Working data Start Marker

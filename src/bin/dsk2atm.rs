/**************************************************************************
 *                                                                        *
 * Converters between Acorn Atom tape, disk and cassette-audio formats.   *
 *                                                                        *
 * Copyright (C) 2019 Simon M. Werner <simonwerner@gmail.com>             *
 *                                                                        *
 * This program is free software; you can redistribute it and/or modify   *
 * it under the terms of the GNU General Public License as published by   *
 * the Free Software Foundation, either version 3 of the License, or      *
 * (at your option) any later version.                                    *
 *                                                                        *
 * This program is distributed in the hope that it will be useful,        *
 * but WITHOUT ANY WARRANTY; without even the implied warranty of         *
 * MERCHANTABILITY or FITNESS FOR A PARTICULAR PURPOSE. See the           *
 * GNU General Public License for more details.                           *
 *                                                                        *
 * You should have received a copy of the GNU General Public License      *
 * along with this program. If not, see <http://www.gnu.org/licenses/>.   *
 *                                                                        *
 **************************************************************************/
//! `dsk2atm input [mkdir]`
//!
//! Walks a DSK disk image's directory and extracts each present entry to
//! its own `.ATM` file, with the real load address, execution address
//! and payload pulled from the catalogue's parallel info table and
//! sector pointer.

use std::fs;
use std::path::PathBuf;
use std::process::ExitCode;

use atom_tools::atm::{self, AtmHeader, HeaderForm};
use atom_tools::cliutil::resolve_input_path;
use atom_tools::dsk::{entry_payload, walk};
use atom_tools::error::{AtomError, Result};
use clap::Parser;

#[derive(Parser)]
#[command(name = "dsk2atm", about = "Extract DSK directory entries to ATM files")]
struct Args {
    input: String,

    /// Extract into a freshly created directory named after the input.
    #[arg(long)]
    mkdir: bool,
}

fn run(args: Args) -> Result<Vec<PathBuf>> {
    let input_path = resolve_input_path(&args.input, "dsk");
    let rawdata = fs::read(&input_path)
        .map_err(|_| AtomError::InputOpen(input_path.display().to_string()))?;
    let entries = walk(&rawdata)?;

    let out_dir = if args.mkdir {
        let dir = input_path.with_extension("");
        fs::create_dir_all(&dir)
            .map_err(|_| AtomError::OutputOpen(dir.display().to_string()))?;
        dir
    } else {
        input_path.parent().map(PathBuf::from).unwrap_or_default()
    };

    let mut written = Vec::new();
    for entry in &entries {
        let payload = entry_payload(&rawdata, entry)?;
        log::debug!(
            "extracting {}: start={:#06x} exec={:#06x} sector={}",
            entry.name,
            entry.start,
            entry.exec,
            entry.sector
        );

        let header = AtmHeader::new(&entry.name, entry.start, entry.exec, payload.len() as u16);
        let bytes = atm::write(&header, payload, HeaderForm::Small)?;
        let out_path = out_dir.join(format!("{}.atm", entry.name));
        fs::write(&out_path, bytes)
            .map_err(|_| AtomError::OutputOpen(out_path.display().to_string()))?;
        written.push(out_path);
    }
    Ok(written)
}

fn main() -> ExitCode {
    env_logger::init();
    let args = Args::parse();
    match run(args) {
        Ok(written) => {
            println!("wrote {} file(s)", written.len());
            ExitCode::SUCCESS
        }
        Err(e) => {
            eprintln!("dsk2atm: {e}");
            ExitCode::FAILURE
        }
    }
}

Working data End Marker

To do —
The answer must consist of every line in the records above that contains the word "AtmHeader".

Answer for this exercise —
use atom_tools::atm::{self, AtmHeader, HeaderForm};
        let header = AtmHeader::new(&entry.name, entry.start, entry.exec, payload.len() as u16);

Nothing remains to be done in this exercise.